Le sénateur Petro déclare « illégitime » le président colombien pour ses liens avec les narcos

Sénateur Petro à gauche, Iván Duque, président de la Colombie à droite / Source : les 2 Rives

Alors que l’affaire de la ñeñepolitique – née des enregistrements audios dans lesquels on entend l’ex conseillère de Alvaro Uribe, María Claudia Daza, et le narco-trafiquant José Guillermo Ñeñe Hernández parler d’achat de votes pour la campagne présidentielle de 2018 de l’actuel président Iván Duque – fait toujours l’objet d’une enquête, plusieurs dirigeants politiques font pression pour que le processus soit résolu car ils récriminent ce qui reste jusqu’à présent un acte prétendument illégal qui embourberait le gouvernement.

A cette occasion, le sénateur et ex candidat présidentiel Gustavo Petro, du mouvement Colombia Humana, remet en question la légitimité du président Ivan Duque et, à partir de là, exhorte les citoyens à réagir et à rejeter son administration. Selon ce qu’il a dit dans une interview sur W Radio et plus tard sur Blu Radio, le sénateur Petro affirme que les preuves obtenues des interceptions légales de Ñeñe Hernández en 2018 sont suffisamment fiables pour que son mouvement ignore le gouvernement Duque.

« Pour Colombia Humana, le dirigeant que nous avons, n’a pas gagné les élections présidentielles de 2018. Le bureau d’enregistrement a présenté la victoire de Duque en comptant les votes achetés avec l’argent du trafic de drogue à La Guajira, Magdalena et Cesar, et il y a d’autres régions [à découvrir dans ce prétendu complot], parce que les narco-trafiquants de Colombie ont couru à la rescousse de Duque », a-t-il déclaré sur W Radio.

Il a également déclaré que les achats de votes présumés ont eu lieu dans des endroits stratégiques où Colombia Humana avait du capital politique. Ces votes ont été été volés par la mafia. « Et l’achat a été fait là où se trouvaient les votes qui pouvaient faire triompher Colombia Humana. C’était un plan prémédité et avec beaucoup d’argent, comme le montrent les enregistrements. C’est un fait politique indéniable, mais aussi un crime », a-t-il ajouté, précisant sa position.
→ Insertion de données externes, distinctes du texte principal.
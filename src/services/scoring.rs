//! Per-question scoring and attempt score aggregation. Everything here is pure.

use std::collections::HashSet;

use crate::db::models::{AnswerPayload, AttemptAnswer, Question};
use crate::db::types::QuestionType;

#[derive(Debug, Clone, Copy, PartialEq, Eq)]
pub(crate) struct Grade {
    pub(crate) is_correct: bool,
    pub(crate) points: i32,
    pub(crate) manual_grading_required: bool,
}

impl Grade {
    fn auto(is_correct: bool, points: i32) -> Self {
        Self { is_correct, points, manual_grading_required: false }
    }

    fn manual() -> Self {
        Self { is_correct: false, points: 0, manual_grading_required: true }
    }
}

#[derive(Debug, Clone, Copy, PartialEq, Eq, Default)]
pub(crate) struct ScoreSummary {
    pub(crate) earned_points: i32,
    pub(crate) total_points: i32,
    pub(crate) correct_count: i32,
    pub(crate) score: i32,
}

pub(crate) fn grade_answer(question: &Question, payload: &AnswerPayload) -> Grade {
    match (question.question_type, payload) {
        (question_type, _) if !question_type.is_auto_gradable() => Grade::manual(),
        (
            QuestionType::SingleChoice | QuestionType::TrueFalse,
            AnswerPayload::SingleOption { option_id },
        ) => {
            let correct = question
                .options
                .iter()
                .any(|option| option.is_correct && option.id == *option_id);
            Grade::auto(correct, if correct { question.points } else { 0 })
        }
        (QuestionType::MultiChoice, AnswerPayload::MultipleOptions { option_ids }) => {
            grade_multi_choice(question, option_ids)
        }
        (QuestionType::ShortText, AnswerPayload::Text { text }) => {
            let submitted = text.trim().to_lowercase();
            let correct = question
                .options
                .iter()
                .filter(|option| option.is_correct)
                .any(|option| option.text.trim().to_lowercase() == submitted);
            Grade::auto(correct, if correct { question.points } else { 0 })
        }
        _ => Grade::auto(false, 0),
    }
}

/// Exact set match earns full points; otherwise each wrong pick cancels a right one.
fn grade_multi_choice(question: &Question, option_ids: &[String]) -> Grade {
    let correct: HashSet<&str> = question
        .options
        .iter()
        .filter(|option| option.is_correct)
        .map(|option| option.id.as_str())
        .collect();
    let selected: HashSet<&str> = option_ids.iter().map(String::as_str).collect();

    if correct.is_empty() {
        return Grade::auto(false, 0);
    }
    if selected == correct {
        return Grade::auto(true, question.points);
    }

    let hits = selected.intersection(&correct).count() as f64;
    let misses = selected.difference(&correct).count() as f64;
    let partial = (hits - misses) / correct.len() as f64;
    let points = round_half_even(partial * f64::from(question.points)).max(0);
    Grade::auto(false, points)
}

pub(crate) fn round_half_even(value: f64) -> i32 {
    value.round_ties_even() as i32
}

/// `round(earned / total * 100)`, or 0 for a test without points.
pub(crate) fn percent_score(earned_points: i32, total_points: i32) -> i32 {
    if total_points <= 0 {
        return 0;
    }
    round_half_even(f64::from(earned_points) / f64::from(total_points) * 100.0)
}

/// Aggregates already-graded answers over the test's questions. Answers to
/// questions that are no longer part of the test are ignored.
pub(crate) fn summarize(questions: &[Question], answers: &[AttemptAnswer]) -> ScoreSummary {
    let mut summary = ScoreSummary::default();
    for question in questions {
        summary.total_points += question.points;
        let Some(answer) = answers.iter().find(|answer| answer.question_id == question.id) else {
            continue;
        };
        summary.earned_points += answer.points_awarded.unwrap_or(0);
        if answer.is_correct == Some(true) {
            summary.correct_count += 1;
        }
    }
    summary.score = percent_score(summary.earned_points, summary.total_points);
    summary
}


#[cfg(test)]
mod tests {
    use super::fixtures::question;
    use super::*;
    use crate::core::time::primitive_now_utc;
    use sqlx::types::Json;

    fn multi() -> Question {
        question(
            "q-multi",
            QuestionType::MultiChoice,
            10,
            &[("A", "a", true), ("B", "b", true), ("C", "c", false), ("D", "d", false)],
        )
    }

    fn pick(ids: &[&str]) -> AnswerPayload {
        AnswerPayload::MultipleOptions { option_ids: ids.iter().map(|id| id.to_string()).collect() }
    }

    #[test]
    fn multi_choice_partial_credit() {
        assert_eq!(grade_answer(&multi(), &pick(&["A", "C"])), Grade::auto(false, 0));
        assert_eq!(grade_answer(&multi(), &pick(&["A", "B"])), Grade::auto(true, 10));
        assert_eq!(grade_answer(&multi(), &pick(&[])), Grade::auto(false, 0));
        assert_eq!(grade_answer(&multi(), &pick(&["A"])), Grade::auto(false, 5));
        assert_eq!(grade_answer(&multi(), &pick(&["A", "C", "D"])), Grade::auto(false, 0));
        assert_eq!(grade_answer(&multi(), &pick(&["B", "A", "A"])), Grade::auto(true, 10));
    }

    #[test]
    fn partial_credit_rounds_half_to_even() {
        let question = question(
            "q-odd",
            QuestionType::MultiChoice,
            5,
            &[("A", "a", true), ("B", "b", true), ("C", "c", false)],
        );
        // 1/2 * 5 = 2.5
        assert_eq!(grade_answer(&question, &pick(&["A"])).points, 2);
        assert_eq!(percent_score(1, 8), 12);
        assert_eq!(percent_score(3, 8), 38);
    }

    #[test]
    fn single_choice_and_true_false_are_all_or_nothing() {
        let single = question(
            "q-single",
            QuestionType::SingleChoice,
            4,
            &[("A", "a", false), ("B", "b", true)],
        );
        let choose = |id: &str| AnswerPayload::SingleOption { option_id: id.to_string() };
        assert_eq!(grade_answer(&single, &choose("B")), Grade::auto(true, 4));
        assert_eq!(grade_answer(&single, &choose("A")), Grade::auto(false, 0));
        assert_eq!(grade_answer(&single, &choose("missing")), Grade::auto(false, 0));

        let true_false = question(
            "q-tf",
            QuestionType::TrueFalse,
            2,
            &[("T", "True", true), ("F", "False", false)],
        );
        assert_eq!(grade_answer(&true_false, &choose("T")), Grade::auto(true, 2));
    }

    #[test]
    fn short_text_ignores_case_and_surrounding_whitespace() {
        let capital = question(
            "q-short",
            QuestionType::ShortText,
            3,
            &[("A", " Paris ", true), ("B", "Lyon", false)],
        );
        let text = |value: &str| AnswerPayload::Text { text: value.to_string() };
        assert_eq!(grade_answer(&capital, &text("  pArIs")), Grade::auto(true, 3));
        assert_eq!(grade_answer(&capital, &text("Lyon")), Grade::auto(false, 0));
    }

    #[test]
    fn long_text_and_mismatched_payloads() {
        let essay = question("q-essay", QuestionType::LongText, 10, &[]);
        let graded = grade_answer(&essay, &AnswerPayload::Text { text: "essay".into() });
        assert_eq!(graded, Grade::manual());

        let single = question("q-single", QuestionType::SingleChoice, 4, &[("A", "a", true)]);
        assert_eq!(grade_answer(&single, &pick(&["A"])), Grade::auto(false, 0));
    }

    #[test]
    fn summary_counts_unanswered_questions_as_zero() {
        let first = question("q-1", QuestionType::SingleChoice, 10, &[("A", "a", true)]);
        let second = question("q-2", QuestionType::SingleChoice, 10, &[("B", "b", true)]);
        let now = primitive_now_utc();
        let answer = AttemptAnswer {
            id: "ans-1".to_string(),
            attempt_id: "attempt-1".to_string(),
            question_id: "q-1".to_string(),
            answer: Json(AnswerPayload::SingleOption { option_id: "A".to_string() }),
            is_correct: Some(true),
            points_awarded: Some(10),
            manual_grading_required: false,
            feedback: None,
            created_at: now,
            updated_at: now,
        };

        let summary = summarize(&[first, second], &[answer]);
        assert_eq!(
            summary,
            ScoreSummary { earned_points: 10, total_points: 20, correct_count: 1, score: 50 }
        );
        assert_eq!(summarize(&[], &[]).score, 0);
    }
}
Petro a déclaré directement que la légitimité du président, ainsi que celle de sa vice-présidente Marta Lucía Ramírez, « est en contradiction avec ses crimes », faisant allusion à des faits qui lient la famille de la vice-présidente, comme les relations d’affaires de son mari, Álvaro Rincón, avec le narco-trafiquant Memo Fantasma, et le paiement de la caution de son frère en 1998 pour le crime de trafic de drogue commis aux États-Unis.

Pour toutes ces raisons, Petro a lancé deux idées pour que la société se rebelle d’une manière ou d’une autre et a déclaré qu’il espérait que le Comité de Grève les reprenne et les lance, car il pense que si le gouvernement d’Iván Duque est « illégitime », il conduit le pays à l’abîme en pleine pandémie.

« Un président illégitime conduit son pays à l’abattoir et la société doit donc agir, c’est la désobéissance civile. [Deux exemples] : ne pas emmener les enfants à l’école en août, ne pas payer les factures de services publics. Nous voyons si le Comité de grève lance cette proposition parce que vous ne pouvez pas obéir à un président illégitime », a-t-il déclaré, précisant que son manifeste « ne conduit pas à l’anarchie sociale, mais à sauver des vies ».